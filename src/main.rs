use actix_session::storage::CookieSessionStore;
use actix_session::SessionMiddleware;
use actix_web::cookie::Key;
use actix_web::{middleware, web, App, HttpServer};
use dotenv::dotenv;
use env_logger::Env;

use hostel_admin::config::{Config, DEFAULT_SECRET_KEY};
use hostel_admin::{db, handlers};

#[actix_web::main]
async fn main() -> std::io::Result<()> {
    // Initialize logger and environment
    dotenv().ok();
    env_logger::init_from_env(Env::default().default_filter_or("info"));

    let config = match Config::from_env() {
        Ok(config) => config,
        Err(err) => {
            log::error!("fatal: {}", err);
            std::process::exit(1);
        }
    };
    if config.secret_key == DEFAULT_SECRET_KEY {
        log::warn!("SECRET_KEY not set; sessions use the built-in development key");
    }

    log::info!("Connecting to database at {}", config.database_url);
    let pool = db::connect(&config.database_url)
        .await
        .expect("Failed to create pool");

    // Run migrations
    log::info!("Running migrations...");
    db::MIGRATOR
        .run(&pool)
        .await
        .expect("Failed to run migrations");

    log::info!("Starting server at http://{}:{}", config.host, config.port);

    let pool_data = web::Data::new(pool);
    let session_key = Key::derive_from(config.secret_key.as_bytes());
    let cookie_secure = !config.debug;
    let bind_addr = (config.host.clone(), config.port);

    HttpServer::new(move || {
        App::new()
            .app_data(pool_data.clone())
            .wrap(middleware::Logger::default())
            .wrap(
                SessionMiddleware::builder(CookieSessionStore::default(), session_key.clone())
                    .cookie_secure(cookie_secure)
                    .build(),
            )
            .configure(handlers::routes)
    })
    .bind(bind_addr)?
    .run()
    .await
}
......
● **What to work on**:
All that is wanted is an exact copy of the lines from the line holding "dotenv().ok();" through the end of the material above, including both.

● **Task output**:
    dotenv().ok();
    env_logger::init_from_env(Env::default().default_filter_or("info"));

    let config = match Config::from_env() {
        Ok(config) => config,
        Err(err) => {
            log::error!("fatal: {}", err);
            std::process::exit(1);
        }
    };
    if config.secret_key == DEFAULT_SECRET_KEY {
        log::warn!("SECRET_KEY not set; sessions use the built-in development key");
    }

    log::info!("Connecting to database at {}", config.database_url);
    let pool = db::connect(&config.database_url)
        .await
        .expect("Failed to create pool");

    // Run migrations
    log::info!("Running migrations...");
    db::MIGRATOR
        .run(&pool)
        .await
        .expect("Failed to run migrations");

    log::info!("Starting server at http://{}:{}", config.host, config.port);

    let pool_data = web::Data::new(pool);
    let session_key = Key::derive_from(config.secret_key.as_bytes());
    let cookie_secure = !config.debug;
    let bind_addr = (config.host.clone(), config.port);

    HttpServer::new(move || {
        App::new()
            .app_data(pool_data.clone())
            .wrap(middleware::Logger::default())
            .wrap(
                SessionMiddleware::builder(CookieSessionStore::default(), session_key.clone())
                    .cookie_secure(cookie_secure)
                    .build(),
            )
            .configure(handlers::routes)
    })
    .bind(bind_addr)?
    .run()
    .await
}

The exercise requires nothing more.